The latest Studia Philonica Annual is once again richly packed with fine articles, followed by a meaty annotated bibliography for 2008, a provisional bibliography for 2009-2011, and a wide-ranging set of book reviews.
Of the four main articles, three emphasise Philo’s Roman connections. Maren R. Niehoff begins with ‘Philo’s Exposition in a Roman Context’, in which she argues that Philo’s three year stay in Rome (38-41 AD) was ‘a turning point in his career, not only as a leader of the Jewish community, but also as a writer and thinker’. She proposes that the Exposition and the Lives of Moses and Joseph mark a shift from his earlier concern with allegorical interpretation of scripture for Alexandrian Jews to a new interest in apologetic historiography for a small Roman audience of personal acquaintances more familiar with Stoicism than with Scripture.
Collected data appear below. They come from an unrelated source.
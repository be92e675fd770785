use clap::Parser;
use matchlog::cli::{self, Cli};
use std::process::ExitCode;

#[tokio::main]
async fn main() -> ExitCode {
    let cli = Cli::parse();
    matchlog::tracing_setup::init(cli.verbose);

    match cli::run(cli).await {
        Ok(code) => code,
        Err(e) => {
            eprintln!("Error: {:#}", e);
            ExitCode::FAILURE
        }
    }
}
//! Match store implementation for SQLite
//!
//! A batch is written inside one transaction. The duplicate check runs inside
//! the same transaction, and a UNIQUE violation on the match row (another
//! process won the race) is reported as a duplicate rather than an error.

use chrono::{DateTime, Utc};
use rusqlite::{params, Connection, OptionalExtension, Row, TransactionBehavior};

use super::SqliteStorage;
use crate::backends::rows::{
    encode_participants, encode_payload, side_to_sql, to_micros, AccoladeRow, EventRow, MatchRow,
    RoundRow,
};
use crate::backends::sql;
use crate::error::StorageError;
use crate::types::{
    AccoladeRecord, EventRecord, MatchBatch, MatchId, MatchRecord, PersistOutcome, RoundRecord,
};

fn read_match(row: &Row<'_>) -> rusqlite::Result<MatchRow> {
    Ok(MatchRow {
        match_id: row.get(0)?,
        source: row.get(1)?,
        map: row.get(2)?,
        mode: row.get(3)?,
        team1_score: row.get(4)?,
        team2_score: row.get(5)?,
        duration_minutes: row.get(6)?,
        ended_at: row.get(7)?,
        round_count: row.get(8)?,
        anomaly_count: row.get(9)?,
        ingested_at: row.get(10)?,
    })
}

fn read_round(row: &Row<'_>) -> rusqlite::Result<RoundRow> {
    Ok(RoundRow {
        round_id: row.get(0)?,
        match_id: row.get(1)?,
        round_number: row.get(2)?,
        started_at: row.get(3)?,
        ended_at: row.get(4)?,
        winner: row.get(5)?,
        reason: row.get(6)?,
        participants: row.get(7)?,
    })
}

fn read_event(row: &Row<'_>) -> rusqlite::Result<EventRow> {
    Ok(EventRow {
        event_id: row.get(0)?,
        match_id: row.get(1)?,
        round_id: row.get(2)?,
        sequence: row.get(3)?,
        event_timestamp: row.get(4)?,
        payload: row.get(5)?,
        orphan: row.get(6)?,
    })
}

fn read_accolade(row: &Row<'_>) -> rusqlite::Result<AccoladeRow> {
    Ok(AccoladeRow {
        accolade_id: row.get(0)?,
        match_id: row.get(1)?,
        award: row.get(2)?,
        player_name: row.get(3)?,
        player_id: row.get(4)?,
        value: row.get(5)?,
        position: row.get(6)?,
        score: row.get(7)?,
        awarded_at: row.get(8)?,
    })
}

fn find_duplicate(
    conn: &Connection,
    ended_at: DateTime<Utc>,
    map: &str,
) -> Result<Option<MatchId>, StorageError> {
    let existing: Option<String> = conn
        .query_row(
            sql::FIND_DUPLICATE,
            params![to_micros(ended_at), map],
            |row| row.get(0),
        )
        .optional()
        .map_err(|e| StorageError::query("failed to check for duplicate match", e))?;

    existing
        .map(|id| {
            id.parse::<MatchId>()
                .map_err(|e| StorageError::InvalidData(format!("invalid match_id '{id}': {e}")))
        })
        .transpose()
}

/// Insert everything but the match row; the caller owns the transaction
fn insert_children(conn: &Connection, batch: &MatchBatch) -> Result<(), StorageError> {
    let match_id = batch.record.id.to_string();

    let mut stmt = conn
        .prepare(sql::INSERT_ROUND)
        .map_err(|e| StorageError::query("failed to prepare round insert", e))?;
    for round in &batch.rounds {
        stmt.execute(params![
            round.id.to_string(),
            match_id,
            i64::from(round.number),
            round.started_at.map(to_micros),
            round.ended_at.map(to_micros),
            side_to_sql(round.winner),
            round.reason,
            encode_participants(&round.participants)?,
        ])
        .map_err(|e| StorageError::query(format!("failed to insert round {}", round.number), e))?;
    }

    let mut stmt = conn
        .prepare(sql::INSERT_EVENT)
        .map_err(|e| StorageError::query("failed to prepare event insert", e))?;
    for event in &batch.events {
        stmt.execute(params![
            event.id.to_string(),
            match_id,
            event.round_id.map(|id| id.to_string()),
            i64::from(event.sequence),
            event.kind.event_type(),
            to_micros(event.timestamp),
            encode_payload(&event.kind)?,
            event.orphan,
        ])
        .map_err(|e| {
            StorageError::query(format!("failed to insert event {}", event.sequence), e)
        })?;
    }

    let mut stmt = conn
        .prepare(sql::INSERT_ACCOLADE)
        .map_err(|e| StorageError::query("failed to prepare accolade insert", e))?;
    for accolade in &batch.accolades {
        stmt.execute(params![
            accolade.id.to_string(),
            match_id,
            accolade.award,
            accolade.player_name,
            accolade.player_id,
            accolade.value,
            i64::from(accolade.position),
            accolade.score,
            to_micros(accolade.awarded_at),
        ])
        .map_err(|e| StorageError::query("failed to insert accolade", e))?;
    }

    for snapshot in &batch.snapshots {
        super::player_archive::insert_snapshot(conn, snapshot)?;
    }

    Ok(())
}

impl SqliteStorage {
    pub(super) async fn persist_match_impl(
        &self,
        batch: MatchBatch,
    ) -> Result<PersistOutcome, StorageError> {
        let conn = self.conn();

        tokio::task::spawn_blocking(move || {
            let mut guard = conn.lock();
            let record = &batch.record;

            // Write lock up front so another connection's batch waits on busy_timeout
            let tx = guard
                .transaction_with_behavior(TransactionBehavior::Immediate)
                .map_err(|e| StorageError::query("failed to begin transaction", e))?;

            if let Some(existing) = find_duplicate(&tx, record.ended_at, &record.map)? {
                return Ok(PersistOutcome::Duplicate(existing));
            }

            let inserted = tx.execute(
                sql::INSERT_MATCH,
                params![
                    record.id.to_string(),
                    record.source,
                    record.map,
                    record.mode,
                    i64::from(record.team1_score),
                    i64::from(record.team2_score),
                    i64::from(record.duration_minutes),
                    to_micros(record.ended_at),
                    i64::from(record.round_count),
                    i64::from(record.anomaly_count),
                    to_micros(record.ingested_at),
                ],
            );

            if let Err(e) = inserted {
                if sql::is_unique_violation(&e.to_string()) {
                    drop(tx);
                    if let Some(existing) = find_duplicate(&guard, record.ended_at, &record.map)? {
                        return Ok(PersistOutcome::Duplicate(existing));
                    }
                }
                return Err(StorageError::query("failed to insert match", e));
            }

            // Dropping tx on error rolls the batch back
            insert_children(&tx, &batch)?;

            tx.commit()
                .map_err(|e| StorageError::query("failed to commit match batch", e))?;

            Ok(PersistOutcome::Inserted(record.id))
        })
        .await
        .map_err(|e| StorageError::connection("spawn_blocking panicked during persist_match", e))?
    }

    pub(super) async fn find_duplicate_impl(
        &self,
        ended_at: DateTime<Utc>,
        map: &str,
    ) -> Result<Option<MatchId>, StorageError> {
        let conn = self.conn();
        let map = map.to_string();

        tokio::task::spawn_blocking(move || {
            let conn = conn.lock();
            find_duplicate(&conn, ended_at, &map)
        })
        .await
        .map_err(|e| StorageError::connection("spawn_blocking panicked during find_duplicate", e))?
    }

    pub(super) async fn get_match_impl(&self, id: MatchId) -> Result<MatchRecord, StorageError> {
        let conn = self.conn();

        tokio::task::spawn_blocking(move || {
            let conn = conn.lock();
            let row = conn
                .query_row(&sql::select_match(), params![id.to_string()], read_match)
                .optional()
                .map_err(|e| StorageError::query("failed to load match", e))?;

            row.ok_or(StorageError::MatchNotFound(id))?
            .into_record()
        })
        .await
        .map_err(|e| StorageError::connection("spawn_blocking panicked during get_match", e))?
    }

    pub(super) async fn list_matches_impl(
        &self,
        limit: Option<u32>,
    ) -> Result<Vec<MatchRecord>, StorageError> {
        let conn = self.conn();

        tokio::task::spawn_blocking(move || {
            let conn = conn.lock();
            let mut stmt = conn
                .prepare(&sql::list_matches(limit))
                .map_err(|e| StorageError::query("failed to prepare match listing", e))?;

            let rows = stmt
                .query_map([], read_match)
                .map_err(|e| StorageError::query("failed to list matches", e))?
                .collect::<Result<Vec<_>, _>>()
                .map_err(|e| StorageError::query("failed to read match row", e))?;

            rows.into_iter().map(MatchRow::into_record).collect()
        })
        .await
        .map_err(|e| StorageError::connection("spawn_blocking panicked during list_matches", e))?
    }

    pub(super) async fn load_rounds_impl(
        &self,
        id: MatchId,
    ) -> Result<Vec<RoundRecord>, StorageError> {
        let conn = self.conn();

        tokio::task::spawn_blocking(move || {
            let conn = conn.lock();
            let mut stmt = conn
                .prepare(sql::SELECT_ROUNDS)
                .map_err(|e| StorageError::query("failed to prepare round query", e))?;

            let rows = stmt
                .query_map(params![id.to_string()], read_round)
                .map_err(|e| StorageError::query("failed to load rounds", e))?
                .collect::<Result<Vec<_>, _>>()
                .map_err(|e| StorageError::query("failed to read round row", e))?;

            rows.into_iter().map(RoundRow::into_record).collect()
        })
        .await
        .map_err(|e| StorageError::connection("spawn_blocking panicked during load_rounds", e))?
    }

    pub(super) async fn load_events_impl(
        &self,
        id: MatchId,
    ) -> Result<Vec<EventRecord>, StorageError> {
        let conn = self.conn();

        tokio::task::spawn_blocking(move || {
            let conn = conn.lock();
            let mut stmt = conn
                .prepare(sql::SELECT_EVENTS)
                .map_err(|e| StorageError::query("failed to prepare event query", e))?;

            let rows = stmt
                .query_map(params![id.to_string()], read_event)
                .map_err(|e| StorageError::query("failed to load events", e))?
                .collect::<Result<Vec<_>, _>>()
                .map_err(|e| StorageError::query("failed to read event row", e))?;

            rows.into_iter().map(EventRow::into_record).collect()
        })
        .await
        .map_err(|e| StorageError::connection("spawn_blocking panicked during load_events", e))?
    }

    pub(super) async fn load_accolades_impl(
        &self,
        id: MatchId,
    ) -> Result<Vec<AccoladeRecord>, StorageError> {
        let conn = self.conn();

        tokio::task::spawn_blocking(move || {
            let conn = conn.lock();
            let mut stmt = conn
                .prepare(sql::SELECT_ACCOLADES)
                .map_err(|e| StorageError::query("failed to prepare accolade query", e))?;

            let rows = stmt
                .query_map(params![id.to_string()], read_accolade)
                .map_err(|e| StorageError::query("failed to load accolades", e))?
                .collect::<Result<Vec<_>, _>>()
                .map_err(|e| StorageError::query("failed to read accolade row", e))?;

            rows.into_iter().map(AccoladeRow::into_record).collect()
        })
        .await
        .map_err(|e| StorageError::connection("spawn_blocking panicked during load_accolades", e))?
    }

    pub(super) async fn count_matches_impl(&self) -> Result<i64, StorageError> {
        let conn = self.conn();

        tokio::task::spawn_blocking(move || {
            let conn = conn.lock();
            conn.query_row(sql::COUNT_MATCHES, [], |row| row.get(0))
                .map_err(|e| StorageError::query("failed to count matches", e))
        })
        .await
        .map_err(|e| StorageError::connection("spawn_blocking panicked during count_matches", e))?
    }
}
The second piece is contributed by John T. Conway, ‘Philo’s “Death of the Soul”: Is This Only a Metaphor?’ His answer is ‘Not always’, for although it sometimes has metaphorical meaning, Philo also draws on hellenistic ontology to envisage the possibility of metempsychosis of a corrupt human soul into that of a beast, which is a kind of death. The third article by Paul Robertson is modestly entitled, ‘Toward an Understanding of Philo’s and Cicero’s Treatment of Sacrifice’. Robertson analyses first why and how Philo wrote about sacrifice, and what significance the various material elements of the sacrificial cult had for him. He then offers a much shorter discussion of Cicero’s attitude to sacrifice and concludes with a comparison between the two. The last article by Ilaria L. E. Ramelli provides fascinating insight into the longer tradition of a relationship between Alexandria and Rome. Her title is ‘The Birth of the Rome-Alexandria Connection: The Early Sources on Mark and Philo, and the Petrine Tradition’. She argues that there was probably an Alexandrian Petrine tradition that traced the origin of Alexandrian Christianity to the gospel of Mark; it is first attested in Clement’s Hypotyposeis, known from Eusebius. Philo has a significant place in the story, for not only was he thought to have met Peter in Rome, and his Therapeutae were interpreted as Alexandrian Christians converted by Mark, but also his association with the Christian Alexandrian tradition was so strong that Eusebius and Jerome assimilated him to Origen in their presentation of the two figures. This expansive coda to the articles in this year’s Annual deserves to be widely read by those interested in early Christianity, as well as in her Jewish elder sister.